DIRECTIONS FOR THIS TASK: Every record must be copied out exactly.

TASK INPUTS:
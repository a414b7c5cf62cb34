mod cli;

use std::path::PathBuf;
use std::time::Instant;

use anyhow::{Context, Result};
use clap::Parser;
use cli::{BackendArgs, Cli, Command};
use inferport_core::{
    BackendPreference, ConstTensor, DType, Graph, InputBinding, LayerKind, ModelArtifact,
    OutputBinding, TensorDescriptor,
};
use inferport_data::IdxDataset;
use inferport_parser::JsonModelParser;
use inferport_runtime::{LocalRuntime, Pipeline, PipelineConfig, RuntimeOptions};
use tracing::info;
use tracing_subscriber::EnvFilter;

fn main() -> Result<()> {
    let cli = Cli::parse();
    tracing_subscriber::fmt()
        .with_env_filter(EnvFilter::try_new(&cli.log).context("invalid --log filter")?)
        .init();

    match cli.command {
        Command::Identity { value, backend } => identity(value, backend),
        Command::Classify {
            model,
            images,
            labels,
            index,
            no_scale,
            config,
            backend,
        } => {
            let dataset = IdxDataset::new(images, labels, !no_scale);
            classify(model, dataset, index, config, backend)
        }
    }
}

fn runtime(args: &BackendArgs) -> LocalRuntime {
    LocalRuntime::new(RuntimeOptions {
        max_resident_bytes: args.max_resident_bytes,
    })
}

fn preference(args: &BackendArgs) -> Result<BackendPreference> {
    args.backends
        .parse::<BackendPreference>()
        .context("invalid --backends")
}

/// input [1, 1] -> fully connected (weight 1.0) -> output
fn identity_graph() -> Result<Graph> {
    let scalar = TensorDescriptor::new([1, 1], DType::F32);
    let mut g = Graph::new();
    let input = g.add_input("input")?;
    let weights = g.add_constant("weights", ConstTensor::new(scalar.clone(), &[1.0f32])?)?;
    let fc = g.add_layer(
        "fc",
        LayerKind::FullyConnected {
            transpose_weights: false,
            bias_enabled: false,
        },
    )?;
    let output = g.add_output("output")?;
    g.connect(input.output(0), fc.input(0))?;
    g.connect(weights.output(0), fc.input(1))?;
    g.connect(fc.output(0), output.input(0))?;
    g.set_tensor_info(input.output(0), scalar.clone())?;
    g.set_tensor_info(fc.output(0), scalar)?;
    Ok(g)
}

fn identity(value: f32, args: BackendArgs) -> Result<()> {
    let mut pipeline = Pipeline::new(runtime(&args), PipelineConfig::new(preference(&args)?));
    pipeline.build(identity_graph()?)?;
    pipeline.optimize()?;

    let in_desc = pipeline.input_info("input")?.desc.clone();
    let out_desc = pipeline.output_info("output")?.desc.clone();
    let input = [value];
    let mut output = [0.0f32];
    let io = pipeline.bind(
        vec![InputBinding::new("input", &in_desc, &input)?],
        vec![OutputBinding::new("output", &out_desc, &mut output)?],
    )?;
    pipeline.execute(io)?;

    println!("{}", output[0]);
    Ok(())
}

fn classify(
    model: PathBuf,
    dataset: IdxDataset,
    index: usize,
    config: Option<PathBuf>,
    args: BackendArgs,
) -> Result<()> {
    let config = match config {
        Some(path) => {
            let raw = std::fs::read(&path)
                .with_context(|| format!("reading pipeline config {}", path.display()))?;
            serde_json::from_slice::<PipelineConfig>(&raw)
                .with_context(|| format!("parsing pipeline config {}", path.display()))?
        }
        None => PipelineConfig::new(preference(&args)?),
    };
    let mut pipeline = Pipeline::new(runtime(&args), config);

    let started = Instant::now();
    pipeline
        .build_from_model(&JsonModelParser::new(), &ModelArtifact::Path(model.clone()))
        .with_context(|| format!("building {}", model.display()))?;
    info!(elapsed_ms = started.elapsed().as_millis() as u64, "model parsed");

    let started = Instant::now();
    pipeline.optimize().context("optimizing and loading")?;
    info!(elapsed_ms = started.elapsed().as_millis() as u64, "network loaded");

    let sample = dataset
        .read_sample(index)
        .with_context(|| format!("reading sample {index}"))?;

    let input = pipeline
        .input_infos()
        .first()
        .context("model declares no inputs")?
        .clone();
    let output = pipeline
        .output_infos()
        .first()
        .context("model declares no outputs")?
        .clone();
    let mut scores = vec![0.0f32; output.desc.num_elements()];

    let started = Instant::now();
    let io = pipeline.bind(
        vec![InputBinding::new(
            input.name.clone(),
            &input.desc,
            &sample.features,
        )?],
        vec![OutputBinding::new(
            output.name.clone(),
            &output.desc,
            &mut scores,
        )?],
    )?;
    pipeline.execute(io)?;
    info!(elapsed_ms = started.elapsed().as_millis() as u64, "inference done");

    let predicted = scores
        .iter()
        .enumerate()
        .max_by(|a, b| a.1.total_cmp(b.1))
        .map(|(class, _)| class)
        .context("model produced no scores")?;
    println!("predicted {predicted} (label {})", sample.label);
    Ok(())
}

WRITTEN RESPONSE:
repository a414b7c5cf62cb34
mod cli;

use std::path::PathBuf;
use std::time::Instant;

use anyhow::{Context, Result};
use clap::Parser;
use cli::{BackendArgs, Cli, Command};
use inferport_core::{
    BackendPreference, ConstTensor, DType, Graph, InputBinding, LayerKind, ModelArtifact,
    OutputBinding, TensorDescriptor,
};
use inferport_data::IdxDataset;
use inferport_parser::JsonModelParser;
use inferport_runtime::{LocalRuntime, Pipeline, PipelineConfig, RuntimeOptions};
use tracing::info;
use tracing_subscriber::EnvFilter;

fn main() -> Result<()> {
    let cli = Cli::parse();
    tracing_subscriber::fmt()
        .with_env_filter(EnvFilter::try_new(&cli.log).context("invalid --log filter")?)
        .init();

    match cli.command {
        Command::Identity { value, backend } => identity(value, backend),
        Command::Classify {
            model,
            images,
            labels,
            index,
            no_scale,
            config,
            backend,
        } => {
            let dataset = IdxDataset::new(images, labels, !no_scale);
            classify(model, dataset, index, config, backend)
        }
    }
}

fn runtime(args: &BackendArgs) -> LocalRuntime {
    LocalRuntime::new(RuntimeOptions {
        max_resident_bytes: args.max_resident_bytes,
    })
}

fn preference(args: &BackendArgs) -> Result<BackendPreference> {
    args.backends
        .parse::<BackendPreference>()
        .context("invalid --backends")
}

/// input [1, 1] -> fully connected (weight 1.0) -> output
fn identity_graph() -> Result<Graph> {
    let scalar = TensorDescriptor::new([1, 1], DType::F32);
    let mut g = Graph::new();
    let input = g.add_input("input")?;
    let weights = g.add_constant("weights", ConstTensor::new(scalar.clone(), &[1.0f32])?)?;
    let fc = g.add_layer(
        "fc",
        LayerKind::FullyConnected {
            transpose_weights: false,
            bias_enabled: false,
        },
    )?;
    let output = g.add_output("output")?;
    g.connect(input.output(0), fc.input(0))?;
    g.connect(weights.output(0), fc.input(1))?;
    g.connect(fc.output(0), output.input(0))?;
    g.set_tensor_info(input.output(0), scalar.clone())?;
    g.set_tensor_info(fc.output(0), scalar)?;
    Ok(g)
}

fn identity(value: f32, args: BackendArgs) -> Result<()> {
    let mut pipeline = Pipeline::new(runtime(&args), PipelineConfig::new(preference(&args)?));
    pipeline.build(identity_graph()?)?;
    pipeline.optimize()?;

    let in_desc = pipeline.input_info("input")?.desc.clone();
    let out_desc = pipeline.output_info("output")?.desc.clone();
    let input = [value];
    let mut output = [0.0f32];
    let io = pipeline.bind(
        vec![InputBinding::new("input", &in_desc, &input)?],
        vec![OutputBinding::new("output", &out_desc, &mut output)?],
    )?;
    pipeline.execute(io)?;

    println!("{}", output[0]);
    Ok(())
}

fn classify(
    model: PathBuf,
    dataset: IdxDataset,
    index: usize,
    config: Option<PathBuf>,
    args: BackendArgs,
) -> Result<()> {
    let config = match config {
        Some(path) => {
            let raw = std::fs::read(&path)
                .with_context(|| format!("reading pipeline config {}", path.display()))?;
            serde_json::from_slice::<PipelineConfig>(&raw)
                .with_context(|| format!("parsing pipeline config {}", path.display()))?
        }
        None => PipelineConfig::new(preference(&args)?),
    };
    let mut pipeline = Pipeline::new(runtime(&args), config);

    let started = Instant::now();
    pipeline
        .build_from_model(&JsonModelParser::new(), &ModelArtifact::Path(model.clone()))
        .with_context(|| format!("building {}", model.display()))?;
    info!(elapsed_ms = started.elapsed().as_millis() as u64, "model parsed");

    let started = Instant::now();
    pipeline.optimize().context("optimizing and loading")?;
    info!(elapsed_ms = started.elapsed().as_millis() as u64, "network loaded");

    let sample = dataset
        .read_sample(index)
        .with_context(|| format!("reading sample {index}"))?;

    let input = pipeline
        .input_infos()
        .first()
        .context("model declares no inputs")?
        .clone();
    let output = pipeline
        .output_infos()
        .first()
        .context("model declares no outputs")?
        .clone();
    let mut scores = vec![0.0f32; output.desc.num_elements()];

    let started = Instant::now();
    let io = pipeline.bind(
        vec![InputBinding::new(
            input.name.clone(),
            &input.desc,
            &sample.features,
        )?],
        vec![OutputBinding::new(
            output.name.clone(),
            &output.desc,
            &mut scores,
        )?],
    )?;
    pipeline.execute(io)?;
    info!(elapsed_ms = started.elapsed().as_millis() as u64, "inference done");

    let predicted = scores
        .iter()
        .enumerate()
        .max_by(|a, b| a.1.total_cmp(b.1))
        .map(|(class, _)| class)
        .context("model produced no scores")?;
    println!("predicted {predicted} (label {})", sample.label);
    Ok(())
}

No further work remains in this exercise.